We have built a strongly supported map from RAD markers in a fish species and wanted to assess whether our map showed strong synteny with the published Danio rerio genome. Up to now, we used a somewhat crude method, but it gives very strong support for the synteny.
I blasted all the markers (RAD tag sequences of just below 100bp) on the Danio transcriptome (blastx). I then counted how many times each of our linkage groups blasted to each Danio chromosome. With this approach, we get a very non-random pattern where each of our linkage group hits strongly on one to three Danio chromosomes, suggesting very good synteny. I then represent the result as a bubble plot where the size of the bubbles represents the number of blasts that link each linkage group (y axis) to each chromosome (x axis), for visualization purposes.
What I would like to know about now is: is there an accepted method for assessing the strength of the synteny, maybe returning a p-value?

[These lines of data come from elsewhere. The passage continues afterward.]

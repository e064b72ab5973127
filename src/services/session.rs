// src/services/session.rs

use std::{collections::HashMap, sync::Arc};

use anyhow::Context;
use tokio::sync::RwLock;
use uuid::Uuid;

use crate::{common::error::AppError, models::auth::Session};

/// Armazenamento da sessão por aba: um documento JSON ("user") por id de aba.
/// Só `establish` e `clear` alteram o conteúdo.
#[derive(Clone, Default)]
pub struct SessionStore {
    entries: Arc<RwLock<HashMap<Uuid, String>>>,
}

impl SessionStore {
    pub fn new() -> Self {
        Self::default()
    }

    /// Sessão da aba. Ausente ou ilegível vale como "não autenticado".
    pub async fn load(&self, tab: Uuid) -> Session {
        let entries = self.entries.read().await;
        let Some(raw) = entries.get(&tab) else {
            return Session::anonymous();
        };

        match serde_json::from_str::<Session>(raw) {
            Ok(session) => session,
            Err(e) => {
                tracing::warn!("Sessão corrompida na aba {}: {}", tab, e);
                Session::anonymous()
            }
        }
    }

    // Substitui a sessão inteira, nunca campo a campo
    pub async fn establish(&self, tab: Uuid, session: &Session) -> Result<(), AppError> {
        let raw = serde_json::to_string(session).context("Falha ao serializar a sessão")?;
        self.entries.write().await.insert(tab, raw);
        tracing::debug!("Sessão estabelecida na aba {}", tab);
        Ok(())
    }

    pub async fn clear(&self, tab: Uuid) {
        if self.entries.write().await.remove(&tab).is_some() {
            tracing::debug!("Sessão removida da aba {}", tab);
        }
    }

    #[cfg(test)]
    pub async fn put_raw(&self, tab: Uuid, raw: &str) {
        self.entries.write().await.insert(tab, raw.to_string());
    }
}

#[cfg(test)]
mod tests {
    use super::*;
    use crate::models::auth::Role;

    fn admin() -> Session {
        Session {
            token: "tok".into(),
            role: Role::Admin,
            name: "Ana".into(),
            email: "ana@inovatech.com.br".into(),
            cnpj: None,
        }
    }

    #[tokio::test]
    async fn establish_replaces_and_clear_removes() {
        let store = SessionStore::new();
        let tab = Uuid::new_v4();

        assert!(!store.load(tab).await.is_authenticated());

        store.establish(tab, &admin()).await.unwrap();
        assert_eq!(store.load(tab).await, admin());

        let other = Session { token: "t2".into(), name: "Bia".into(), ..Default::default() };
        store.establish(tab, &other).await.unwrap();
        let loaded = store.load(tab).await;
        assert_eq!(loaded.name, "Bia");
        assert_eq!(loaded.role, Role::Cliente);
        assert!(loaded.email.is_empty());

        store.clear(tab).await;
        assert_eq!(store.load(tab).await, Session::anonymous());
    }

    #[tokio::test]
    async fn malformed_document_reads_as_anonymous() {
        let store = SessionStore::new();
        let tab = Uuid::new_v4();
        store.put_raw(tab, "{token: nope").await;
        assert!(!store.load(tab).await.is_authenticated());
    }

    #[tokio::test]
    async fn tabs_are_isolated() {
        let store = SessionStore::new();
        let (a, b) = (Uuid::new_v4(), Uuid::new_v4());
        store.establish(a, &admin()).await.unwrap();
        assert!(store.load(a).await.is_admin());
        assert!(!store.load(b).await.is_authenticated());
    }
}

I can have finer grained data from the blasts, but for now I concentrate only on counting the number of times that each of our linkage groups hit each Danio chromosome, eg:
Count Us Danio 3 1 1 5 1 2 1 1 3 ... 8 28 24 0 28 25
One quick and dirty method I was thinking about is to use a bootstrap process and see how far our distribution lies in the mass or randomly generated distribution. I am not sure what estimator of the distribution I would use for that, but it may not be to hard to think of a good one.
I would love to have your thoughts on existing methods.
EDIT: A friend suggested doing a linear regression on the (x, y) coordinates of Genome1 vs. Genome2 position. It seems a logical choice to see if there is synteny, but I wonder against what to test it to prove that it is really significant. I find the p-value of the regression itself is a bit arbitrary to conclude that there is or not such synteny.
As always, your thoughts are appreciated!